• _Task objective_: Go through the data and report how many lines include the word "bail", giving only the number.

(Saved data entries)
=== Begin Enclosure ===
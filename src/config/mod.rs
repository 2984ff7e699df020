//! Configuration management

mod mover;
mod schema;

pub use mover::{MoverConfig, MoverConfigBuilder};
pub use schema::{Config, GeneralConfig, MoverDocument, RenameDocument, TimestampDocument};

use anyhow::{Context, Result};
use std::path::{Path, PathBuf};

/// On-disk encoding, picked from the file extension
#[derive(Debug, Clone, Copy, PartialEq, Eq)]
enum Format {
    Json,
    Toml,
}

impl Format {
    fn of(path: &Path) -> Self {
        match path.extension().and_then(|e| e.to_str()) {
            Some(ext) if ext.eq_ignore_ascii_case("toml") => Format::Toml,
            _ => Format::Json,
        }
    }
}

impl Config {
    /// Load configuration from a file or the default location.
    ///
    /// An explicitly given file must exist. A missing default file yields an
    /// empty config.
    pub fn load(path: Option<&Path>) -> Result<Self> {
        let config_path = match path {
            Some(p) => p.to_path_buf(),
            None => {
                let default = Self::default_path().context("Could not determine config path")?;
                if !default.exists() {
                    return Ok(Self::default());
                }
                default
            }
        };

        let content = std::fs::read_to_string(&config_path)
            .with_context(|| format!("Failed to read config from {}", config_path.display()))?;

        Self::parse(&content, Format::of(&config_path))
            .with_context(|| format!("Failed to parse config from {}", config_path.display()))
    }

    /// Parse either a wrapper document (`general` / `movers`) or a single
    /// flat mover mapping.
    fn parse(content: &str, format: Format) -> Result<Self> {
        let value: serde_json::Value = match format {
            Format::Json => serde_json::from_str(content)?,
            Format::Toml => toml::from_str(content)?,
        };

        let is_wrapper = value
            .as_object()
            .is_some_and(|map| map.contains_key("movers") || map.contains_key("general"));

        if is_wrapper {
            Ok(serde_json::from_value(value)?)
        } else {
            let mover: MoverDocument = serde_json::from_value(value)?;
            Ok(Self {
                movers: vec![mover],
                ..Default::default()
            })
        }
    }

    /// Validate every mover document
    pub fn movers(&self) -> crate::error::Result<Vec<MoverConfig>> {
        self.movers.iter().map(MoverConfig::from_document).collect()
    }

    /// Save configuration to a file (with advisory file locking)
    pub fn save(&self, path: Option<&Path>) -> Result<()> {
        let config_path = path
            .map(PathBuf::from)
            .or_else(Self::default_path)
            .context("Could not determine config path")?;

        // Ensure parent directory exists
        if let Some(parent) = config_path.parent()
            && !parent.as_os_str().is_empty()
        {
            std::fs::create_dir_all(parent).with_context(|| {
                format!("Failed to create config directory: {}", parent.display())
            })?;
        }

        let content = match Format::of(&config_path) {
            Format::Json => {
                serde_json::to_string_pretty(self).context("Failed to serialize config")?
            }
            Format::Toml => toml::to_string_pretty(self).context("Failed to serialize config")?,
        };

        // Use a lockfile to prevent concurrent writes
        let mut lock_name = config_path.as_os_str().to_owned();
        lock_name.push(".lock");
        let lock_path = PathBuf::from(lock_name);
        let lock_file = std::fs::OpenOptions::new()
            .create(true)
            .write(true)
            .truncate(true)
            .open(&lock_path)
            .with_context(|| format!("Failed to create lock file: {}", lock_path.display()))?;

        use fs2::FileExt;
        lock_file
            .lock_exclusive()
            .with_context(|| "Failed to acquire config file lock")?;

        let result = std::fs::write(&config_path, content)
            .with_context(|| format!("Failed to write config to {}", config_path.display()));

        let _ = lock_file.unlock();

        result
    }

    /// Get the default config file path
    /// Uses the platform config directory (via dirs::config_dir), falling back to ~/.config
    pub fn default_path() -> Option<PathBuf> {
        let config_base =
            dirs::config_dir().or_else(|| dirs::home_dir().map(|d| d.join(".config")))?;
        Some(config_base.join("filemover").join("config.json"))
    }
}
=== End Enclosure ===
=== Begin Enclosure ===
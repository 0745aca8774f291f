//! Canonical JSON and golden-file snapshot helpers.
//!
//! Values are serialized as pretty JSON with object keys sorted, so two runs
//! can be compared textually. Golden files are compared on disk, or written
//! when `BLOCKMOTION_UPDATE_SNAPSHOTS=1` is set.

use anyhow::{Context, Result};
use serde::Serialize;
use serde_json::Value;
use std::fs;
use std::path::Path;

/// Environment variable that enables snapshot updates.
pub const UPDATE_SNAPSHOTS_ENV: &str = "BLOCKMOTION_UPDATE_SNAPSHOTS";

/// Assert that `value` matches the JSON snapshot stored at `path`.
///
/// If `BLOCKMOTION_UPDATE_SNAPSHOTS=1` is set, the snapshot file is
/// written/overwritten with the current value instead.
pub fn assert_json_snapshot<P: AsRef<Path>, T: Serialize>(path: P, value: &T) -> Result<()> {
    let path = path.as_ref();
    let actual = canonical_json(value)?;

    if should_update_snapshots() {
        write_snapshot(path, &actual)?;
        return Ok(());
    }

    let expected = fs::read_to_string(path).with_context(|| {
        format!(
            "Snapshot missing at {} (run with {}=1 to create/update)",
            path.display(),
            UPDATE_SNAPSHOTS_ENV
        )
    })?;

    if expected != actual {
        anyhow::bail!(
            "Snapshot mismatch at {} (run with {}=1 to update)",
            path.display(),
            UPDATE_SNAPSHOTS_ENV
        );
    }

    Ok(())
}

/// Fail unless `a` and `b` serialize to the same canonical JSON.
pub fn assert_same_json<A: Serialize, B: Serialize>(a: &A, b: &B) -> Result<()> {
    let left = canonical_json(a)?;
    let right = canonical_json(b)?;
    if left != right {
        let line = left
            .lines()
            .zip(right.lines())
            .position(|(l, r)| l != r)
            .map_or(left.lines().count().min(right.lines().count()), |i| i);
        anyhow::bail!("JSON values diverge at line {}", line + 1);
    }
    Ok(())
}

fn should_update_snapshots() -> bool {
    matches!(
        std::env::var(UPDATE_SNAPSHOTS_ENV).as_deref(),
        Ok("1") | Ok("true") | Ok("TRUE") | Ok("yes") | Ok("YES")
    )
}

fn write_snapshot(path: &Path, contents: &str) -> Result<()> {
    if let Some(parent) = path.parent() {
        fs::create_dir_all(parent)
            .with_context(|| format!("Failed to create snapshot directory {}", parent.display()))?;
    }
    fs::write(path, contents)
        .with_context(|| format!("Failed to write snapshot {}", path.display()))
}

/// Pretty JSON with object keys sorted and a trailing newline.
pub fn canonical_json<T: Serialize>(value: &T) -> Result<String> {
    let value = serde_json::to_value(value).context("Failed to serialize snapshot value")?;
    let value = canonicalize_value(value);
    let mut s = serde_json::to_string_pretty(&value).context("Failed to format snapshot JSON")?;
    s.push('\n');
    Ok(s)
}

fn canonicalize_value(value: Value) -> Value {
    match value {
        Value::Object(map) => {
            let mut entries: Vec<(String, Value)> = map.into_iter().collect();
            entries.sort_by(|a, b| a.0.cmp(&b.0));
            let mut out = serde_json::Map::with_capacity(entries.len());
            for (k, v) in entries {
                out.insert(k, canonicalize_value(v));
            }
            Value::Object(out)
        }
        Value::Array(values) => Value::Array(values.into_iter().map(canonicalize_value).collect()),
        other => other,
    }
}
=== End Enclosure ===
• _Solved problem_: 2